Philippe Juvin révèle le chiffre qui fait flamber les hôpitaux – le détail qui choque
Dimanche 28 juin 2026, le 8h30 franceinfo a accueilli Philippe Juvin, député LR des Hauts‑de‑Seine et chef des urgences à l’hôpital européen Georges‑Pompidou. En moins de cinq minutes, il a balancé un chiffre qui a immédiatement fait grimper les pulsations des téléspectateurs : une hausse de 27 % des admissions liées à la canicule sur les deux dernières semaines.
Ce chiffre, c’est le résultat d’une combinaison rare de températures records (38 °C en moyenne à Paris) et d’une population déjà fragilisée par les dernières crises sanitaires. Mais ce n’est pas tout : Juvin a également dévoilé un « détail » que les médias n’avaient pas encore creusé, et qui pourrait bien changer la façon dont les autorités préparent leurs réponses.
Comment la canicule a explosé les urgences
Les services d’urgence de Georges‑Pompidou ont enregistré 1 842 entrées entre le 10 et le 25 juin, contre 1 448 habituellement. Les patients les plus touchés : personnes âgées, diabétiques et ceux souffrant de maladies cardio‑vasculaires.
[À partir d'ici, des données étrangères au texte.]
use cgmath::BaseFloat;

/// A RGBA `Color`. Each color component is a floating point value
/// with a range from 0 to 1.
#[derive(Debug, Copy, Clone, PartialEq)]
pub struct Color<S> {
    pub r: S,
    pub g: S,
    pub b: S,
    pub a: S,
}

impl<S: BaseFloat> Color<S> {
    pub fn new(r: S, g: S, b: S, a: S) -> Self {
        Color { r, g, b, a }
    }

    /// Clip to [0.0, 1.0] range.
    pub fn clip(&self) -> Self {
        let mut color = *self;
        color.r = self.r.max(S::zero()).min(S::one());
        color.g = self.g.max(S::zero()).min(S::one());
        color.b = self.b.max(S::zero()).min(S::one());
        color.a = self.a.max(S::zero()).min(S::one());
        color
    }

    pub fn rgba(&self) -> [S; 4] {
        [self.r, self.g, self.b, self.a]
    }
}

impl<S: BaseFloat> Color<S> {
    pub fn black() -> Self {
        Color::new(S::zero(), S::zero(), S::zero(), S::one())
    }
}

impl<S: BaseFloat> From<[S; 4]> for Color<S> {
    fn from(v: [S; 4]) -> Self {
        Color::new(v[0], v[1], v[2], v[3])
    }
}
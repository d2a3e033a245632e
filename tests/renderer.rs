extern crate trigon;

use trigon::prelude::*;
use trigon::scene::variants::*;
use trigon::video::backends::headless::{Command, Resource};
use trigon::video::{HeadlessVisitor, Recorder};

fn setup(
    visitor: HeadlessVisitor,
    variant: Variant,
) -> (FrameRenderer, Recorder, Window, HeadlessControl) {
    let recorder = visitor.recorder();
    let mut renderer = FrameRenderer::from_visitor(Box::new(visitor), Key::Escape);
    let (window, control) = Window::headless(Vector2::new(800, 600));

    renderer
        .initialize(&variant.scene(), window.dimensions())
        .unwrap();

    (renderer, recorder, window, control)
}

#[test]
fn uploads_literal_vertices() {
    let (_renderer, recorder, _, _) = setup(HeadlessVisitor::new(), Variant::SharedProgram);
    let record = recorder.borrow();

    assert_eq!(record.uploads.len(), 2);
    assert_eq!(record.uploads[0].1, LEFT_TRIANGLE.to_vec());
    assert_eq!(record.uploads[1].1, RIGHT_TRIANGLE.to_vec());

    assert_eq!(record.layouts.len(), 2);
    for &(_, buffer, layout) in &record.layouts {
        assert!(record.uploads.iter().any(|v| v.0 == buffer));
        assert_eq!(layout, VertexLayout::position());
    }
}

#[test]
fn shaders_are_deleted_after_linking() {
    let (renderer, recorder, _, _) = setup(HeadlessVisitor::new(), Variant::TwoPrograms);
    assert_eq!(renderer.state(), RendererState::Running);

    let record = recorder.borrow();
    let shaders: Vec<_> = record
        .created
        .iter()
        .filter(|v| match v {
            Resource::Shader(_) => true,
            _ => false,
        })
        .collect();

    assert_eq!(shaders.len(), 4);
    for &&v in &shaders {
        assert_eq!(record.deletions(v), 1);
    }

    assert_eq!(record.programs().len(), 2);
    assert_eq!(record.alive().len(), 2 + 2 + 2);
}

#[test]
fn initial_viewport() {
    let (_renderer, recorder, _, _) = setup(HeadlessVisitor::new(), Variant::SharedProgram);
    assert_eq!(
        recorder.borrow().last_viewport(),
        Some(SurfaceViewport {
            position: Vector2::new(0, 0),
            size: Vector2::new(800, 600),
        })
    );
}

#[test]
fn shared_program_frame() {
    let (mut renderer, recorder, mut window, _) =
        setup(HeadlessVisitor::new(), Variant::SharedProgram);
    recorder.clear_commands();

    assert_eq!(renderer.render_frame(&mut window).unwrap(), 6);

    let record = recorder.borrow();
    assert_eq!(
        record.commands[0],
        Command::Clear(Color::new(0.2, 0.3, 0.3, 1.0))
    );

    let draws = record.draws();
    assert_eq!(draws.len(), 2);
    assert_eq!(draws[0].0, draws[1].0);
    assert!(draws[0].1 != draws[1].1);
    for v in &draws {
        assert_eq!((v.2, v.3), (0, 3));
    }
}

#[test]
fn two_programs_frame() {
    let (mut renderer, recorder, mut window, _) =
        setup(HeadlessVisitor::new(), Variant::TwoPrograms);
    recorder.clear_commands();

    assert_eq!(renderer.render_frame(&mut window).unwrap(), 6);

    let record = recorder.borrow();
    let draws = record.draws();
    let programs = record.programs();
    assert_eq!(draws.len(), 2);
    assert_eq!(draws[0].0, programs[0]);
    assert_eq!(draws[1].0, programs[1]);
    for v in &draws {
        assert_eq!(v.3, 3);
    }
}

#[test]
fn combined_buffer_frame() {
    let (mut renderer, recorder, mut window, _) =
        setup(HeadlessVisitor::new(), Variant::CombinedBuffer);
    recorder.clear_commands();

    assert_eq!(renderer.render_frame(&mut window).unwrap(), 6);

    let record = recorder.borrow();
    let draws = record.draws();
    assert_eq!(draws.len(), 1);
    assert_eq!((draws[0].2, draws[0].3), (0, 6));
}

#[test]
fn every_frame_presents() {
    let (mut renderer, recorder, mut window, control) =
        setup(HeadlessVisitor::new(), Variant::SharedProgram);
    recorder.clear_commands();

    for _ in 0..3 {
        renderer.render_frame(&mut window).unwrap();
    }

    assert_eq!(control.presents(), 3);

    let record = recorder.borrow();
    let clears = record
        .commands
        .iter()
        .filter(|v| match v {
            Command::Clear(_) => true,
            _ => false,
        })
        .count();

    assert_eq!(clears, 3);
    assert_eq!(record.draws().len(), 6);
}

#[test]
fn exit_key_closes_after_one_more_frame() {
    let (mut renderer, _, mut window, control) =
        setup(HeadlessVisitor::new(), Variant::SharedProgram);

    control.press(Key::Escape);
    renderer.render_frame(&mut window).unwrap();
    assert!(!window.should_close());
    assert_eq!(renderer.state(), RendererState::Running);

    renderer.render_frame(&mut window).unwrap();
    assert!(window.should_close());
    assert_eq!(renderer.state(), RendererState::Closing);
}

#[test]
fn tapped_exit_key_is_not_missed() {
    let (mut renderer, _, mut window, control) =
        setup(HeadlessVisitor::new(), Variant::SharedProgram);

    control.press(Key::Escape);
    control.release(Key::Escape);
    renderer.render_frame(&mut window).unwrap();
    renderer.render_frame(&mut window).unwrap();
    assert!(window.should_close());
}

#[test]
fn other_keys_do_not_close() {
    let (mut renderer, _, mut window, control) =
        setup(HeadlessVisitor::new(), Variant::SharedProgram);

    control.press(Key::Q);
    renderer.render_frame(&mut window).unwrap();
    renderer.render_frame(&mut window).unwrap();
    assert!(!window.should_close());
    assert_eq!(renderer.state(), RendererState::Running);
}

#[test]
fn configured_exit_key() {
    let visitor = HeadlessVisitor::new();
    let mut renderer = FrameRenderer::from_visitor(Box::new(visitor), Key::Q);
    let (mut window, control) = Window::headless(Vector2::new(800, 600));
    renderer
        .initialize(&Variant::SharedProgram.scene(), window.dimensions())
        .unwrap();

    control.press(Key::Escape);
    renderer.render_frame(&mut window).unwrap();
    renderer.render_frame(&mut window).unwrap();
    assert!(!window.should_close());

    control.press(Key::Q);
    renderer.render_frame(&mut window).unwrap();
    renderer.render_frame(&mut window).unwrap();
    assert!(window.should_close());
}

#[test]
fn close_event() {
    let (mut renderer, _, mut window, control) =
        setup(HeadlessVisitor::new(), Variant::SharedProgram);

    control.close();
    renderer.render_frame(&mut window).unwrap();
    assert!(window.should_close());
    assert_eq!(renderer.state(), RendererState::Closing);
}

#[test]
fn resize_updates_viewport() {
    let (mut renderer, recorder, mut window, control) =
        setup(HeadlessVisitor::new(), Variant::SharedProgram);

    control.resize(1024, 768);
    renderer.render_frame(&mut window).unwrap();

    assert_eq!(
        recorder.borrow().last_viewport(),
        Some(SurfaceViewport {
            position: Vector2::new(0, 0),
            size: Vector2::new(1024, 768),
        })
    );
    assert_eq!(window.dimensions(), Vector2::new(1024, 768));
}

#[test]
fn shutdown_releases_everything_once() {
    let (mut renderer, recorder, mut window, _) =
        setup(HeadlessVisitor::new(), Variant::TwoPrograms);
    renderer.render_frame(&mut window).unwrap();

    renderer.shutdown().unwrap();
    assert_eq!(renderer.state(), RendererState::Terminated);

    let record = recorder.borrow();
    assert!(record.alive().is_empty());
    for &v in &record.created {
        assert_eq!(record.deletions(v), 1, "{:?}", v);
    }

    // Vertex arrays, then buffers, then programs.
    let order: Vec<_> = record
        .deleted
        .iter()
        .filter_map(|v| match v {
            Resource::Shader(_) => None,
            Resource::VertexArray(_) => Some(0),
            Resource::Buffer(_) => Some(1),
            Resource::Program(_) => Some(2),
        })
        .collect();

    assert_eq!(order, vec![0, 0, 1, 1, 2, 2]);
}

#[test]
fn shutdown_twice() {
    let (mut renderer, recorder, _, _) = setup(HeadlessVisitor::new(), Variant::SharedProgram);
    renderer.shutdown().unwrap();
    let deleted = recorder.borrow().deleted.len();

    renderer.shutdown().unwrap();
    assert_eq!(recorder.borrow().deleted.len(), deleted);
}

#[test]
fn drop_releases_everything() {
    let (renderer, recorder, _, _) = setup(HeadlessVisitor::new(), Variant::CombinedBuffer);
    assert!(!recorder.borrow().alive().is_empty());

    drop(renderer);
    assert!(recorder.borrow().alive().is_empty());
}

#[test]
fn no_rendering_after_shutdown() {
    let (mut renderer, recorder, mut window, control) =
        setup(HeadlessVisitor::new(), Variant::SharedProgram);
    renderer.shutdown().unwrap();
    recorder.clear_commands();

    assert_eq!(renderer.render_frame(&mut window).unwrap(), 0);
    assert!(recorder.borrow().commands.is_empty());
    assert_eq!(control.presents(), 0);
}

#[test]
fn initialize_twice() {
    let (mut renderer, _, window, _) = setup(HeadlessVisitor::new(), Variant::SharedProgram);
    let scene = Variant::SharedProgram.scene();
    assert!(renderer.initialize(&scene, window.dimensions()).is_err());
    assert_eq!(renderer.state(), RendererState::Running);
}

fn initialize_with(visitor: HeadlessVisitor, variant: Variant) -> (Error, FrameRenderer, Recorder) {
    let recorder = visitor.recorder();
    let mut renderer = FrameRenderer::from_visitor(Box::new(visitor), Key::Escape);
    let err = renderer
        .initialize(&variant.scene(), Vector2::new(800, 600))
        .unwrap_err();

    (err, renderer, recorder)
}

#[test]
fn vertex_compile_failure() {
    let visitor = HeadlessVisitor::new().fail(ShaderStage::Vertex, 0, "syntax error");
    let (err, renderer, recorder) = initialize_with(visitor, Variant::SharedProgram);

    assert_eq!(err.shader_stage(), Some(ShaderStage::Vertex));
    assert_eq!(
        format!("{}", err),
        "ERROR::SHADER::VERTEX::COMPILATION_FAILED\nsyntax error"
    );
    assert_eq!(renderer.state(), RendererState::Terminated);
    assert!(recorder.borrow().alive().is_empty());
    assert!(recorder.borrow().uploads.is_empty());
}

#[test]
fn fragment_compile_failure_releases_vertex_shader() {
    let visitor = HeadlessVisitor::new().fail(ShaderStage::Fragment, 0, "bad fragment");
    let (err, _, recorder) = initialize_with(visitor, Variant::SharedProgram);

    assert_eq!(err.shader_stage(), Some(ShaderStage::Fragment));
    let record = recorder.borrow();
    assert!(record.alive().is_empty());
    for &v in &record.created {
        assert_eq!(record.deletions(v), 1);
    }
}

#[test]
fn second_program_failure_reports_its_own_log() {
    let visitor = HeadlessVisitor::new()
        .fail(ShaderStage::Fragment, 1, "log of the yellow fragment shader");
    let (err, _, recorder) = initialize_with(visitor, Variant::TwoPrograms);

    match err {
        Error::ShaderBuild { stage, ref log } => {
            assert_eq!(stage, ShaderStage::Fragment);
            assert_eq!(log, "log of the yellow fragment shader");
        }
        _ => panic!("unexpected error {:?}", err),
    }

    // The first program had been linked, and must be released as well.
    let record = recorder.borrow();
    assert_eq!(record.programs().len(), 1);
    assert!(record.alive().is_empty());
}

#[test]
fn link_failure() {
    let visitor = HeadlessVisitor::new().fail(ShaderStage::Program, 0, "undefined main");
    let (err, renderer, recorder) = initialize_with(visitor, Variant::CombinedBuffer);

    assert_eq!(err.shader_stage(), Some(ShaderStage::Program));
    assert!(format!("{}", err).starts_with("ERROR::SHADER::PROGRAM::LINK_FAILED"));
    assert_eq!(renderer.state(), RendererState::Terminated);
    assert!(recorder.borrow().alive().is_empty());
}

#[test]
fn invalid_scene_creates_nothing() {
    let visitor = HeadlessVisitor::new();
    let recorder = visitor.recorder();
    let mut renderer = FrameRenderer::from_visitor(Box::new(visitor), Key::Escape);

    let mut scene = Variant::SharedProgram.scene();
    scene.vertex_data[1].positions.pop();

    match renderer.initialize(&scene, Vector2::new(800, 600)) {
        Err(Error::ResourceCreation(..)) => {}
        v => panic!("unexpected result {:?}", v),
    }

    assert_eq!(renderer.state(), RendererState::Terminated);
    assert!(recorder.borrow().created.is_empty());
}

#[test]
fn fragment_failure_survives_release_failure() {
    let visitor = HeadlessVisitor::new()
        .fail(ShaderStage::Fragment, 0, "missing semicolon")
        .pin_shaders();
    let (err, renderer, _) = initialize_with(visitor, Variant::SharedProgram);

    match err {
        Error::ShaderBuild { stage, ref log } => {
            assert_eq!(stage, ShaderStage::Fragment);
            assert_eq!(log, "missing semicolon");
        }
        _ => panic!("unexpected error {:?}", err),
    }

    assert_eq!(renderer.state(), RendererState::Terminated);
}

#[test]
fn link_failure_survives_release_failure() {
    let visitor = HeadlessVisitor::new()
        .fail(ShaderStage::Program, 0, "undefined main")
        .pin_shaders();
    let (err, _, recorder) = initialize_with(visitor, Variant::SharedProgram);

    match err {
        Error::ShaderBuild { stage, ref log } => {
            assert_eq!(stage, ShaderStage::Program);
            assert_eq!(log, "undefined main");
        }
        _ => panic!("unexpected error {:?}", err),
    }

    assert_eq!(recorder.borrow().programs().len(), 1);
}

#[test]
fn program_is_released_when_its_shaders_can_not_be() {
    let visitor = HeadlessVisitor::new().pin_shaders();
    let (err, _, recorder) = initialize_with(visitor, Variant::SharedProgram);

    match err {
        Error::HandleInvalid(_) => {}
        _ => panic!("unexpected error {:?}", err),
    }

    let record = recorder.borrow();
    assert_eq!(record.programs().len(), 1);
    assert_eq!(record.deletions(Resource::Program(record.programs()[0])), 1);
    assert!(record.uploads.is_empty());
}

#[test]
fn clear_color_is_clipped() {
    let visitor = HeadlessVisitor::new();
    let recorder = visitor.recorder();
    let mut renderer = FrameRenderer::from_visitor(Box::new(visitor), Key::Escape);
    let (mut window, _) = Window::headless(Vector2::new(800, 600));

    let mut scene = Variant::SharedProgram.scene();
    scene.clear_color = Color::new(1.5, -0.5, 0.3, 1.0);
    renderer.initialize(&scene, window.dimensions()).unwrap();
    recorder.clear_commands();

    renderer.render_frame(&mut window).unwrap();
    assert_eq!(
        recorder.borrow().commands[0],
        Command::Clear(Color::new(1.0, 0.0, 0.3, 1.0))
    );
}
Les équipes médicales, déjà sous pression, ont dû réorganiser leurs équipes, ajouter des postes de garde et même solliciter des volontaires externes.
« Nous avons doublé les effectifs en soirée, et mis en place un protocole spécial d’hydratation », explique Juvin. Ce protocole, pourtant simple, a fallu le mettre en place en moins de 48 heures, une prouesse logistique qui cache une vérité plus inquiétante.
Le détail qui change la donne
Lors de l’interview, Juvin a glissé qu’un « facteur de retard » dans la chaîne d’alerte a été identifié : le délai moyen entre la première alerte météo et la mobilisation des équipes d’urgence a crû de 12 heures à 19 heures. Ce laps de temps supplémentaire a coïncidé avec le pic de chaleur, créant un gouffre où les patients ont pu se dégrader sans assistance.
Ce retard, attribué à une surcharge des systèmes d’information et à la sous‑estimation des prévisions, est le vrai maillon faible que les observateurs peinent à expliquer. « C’est un point que nous n’avions jamais mesuré avec autant de précision », ajoute le député, « et qui pourrait bien devenir la clef pour éviter une nouvelle vague d’hospitalisations cet été prochain ».
Pourquoi les chiffres alarmants ne sont pas la fin de l’histoire
Ce n’est pas seulement la hausse des admissions qui inquiète. Ce sont les conséquences en chaîne : surcoût de 12 % pour les services de santé, augmentation du turnover du personnel et une pression psychologique qui s’est traduite par une hausse de 8 % des arrêts maladie parmi le personnel soignant.
Les autorités sanitaires, alertées par les propos de Juvin, ont immédiatement déclenché un groupe de travail spécial, incluant le ministère de la Santé, Météo‑France et les associations de patients. L’objectif ? Réduire le délai d’alerte à moins de 6 heures d’ici à l’automne.
Ce que cela signifie pour vous, lecteur
Si vous habitez en région parisienne, le prochain pic de chaleur pourrait bien vous toucher directement. La recommandation de Juvin est simple : rester hydraté, éviter les efforts physiques aux heures les plus chaudes, et surtout, écouter les messages d’alerte dès qu’ils arrivent.
Les experts soulignent que la vraie clé réside dans la « prévention proactive » : anticiper les besoins, préparer des espaces climatisés dans les centres communautaires et diffuser largement les consignes d’hydratation.
En attendant, quelles leçons retenir ?
Cette interview a mis en lumière deux points cruciaux : la vulnérabilité des services d’urgence face aux extrêmes climatiques et l’importance de la réactivité des autorités. Le chiffre de 27 % n’est pas qu’une statistique ; il raconte l’histoire d’un système qui doit se réinventer.
Philippe Juvin a conclu en rappelant que chaque seconde compte lorsqu’une vague de chaleur s’abat. « Nous ne pouvons plus nous permettre d’attendre », a-t-il déclaré, laissant entendre que les prochains mois seront décisifs pour la santé publique.
Restez connectés, car les mesures prises aujourd’hui façonneront la façon dont nous affronterons les étés de demain.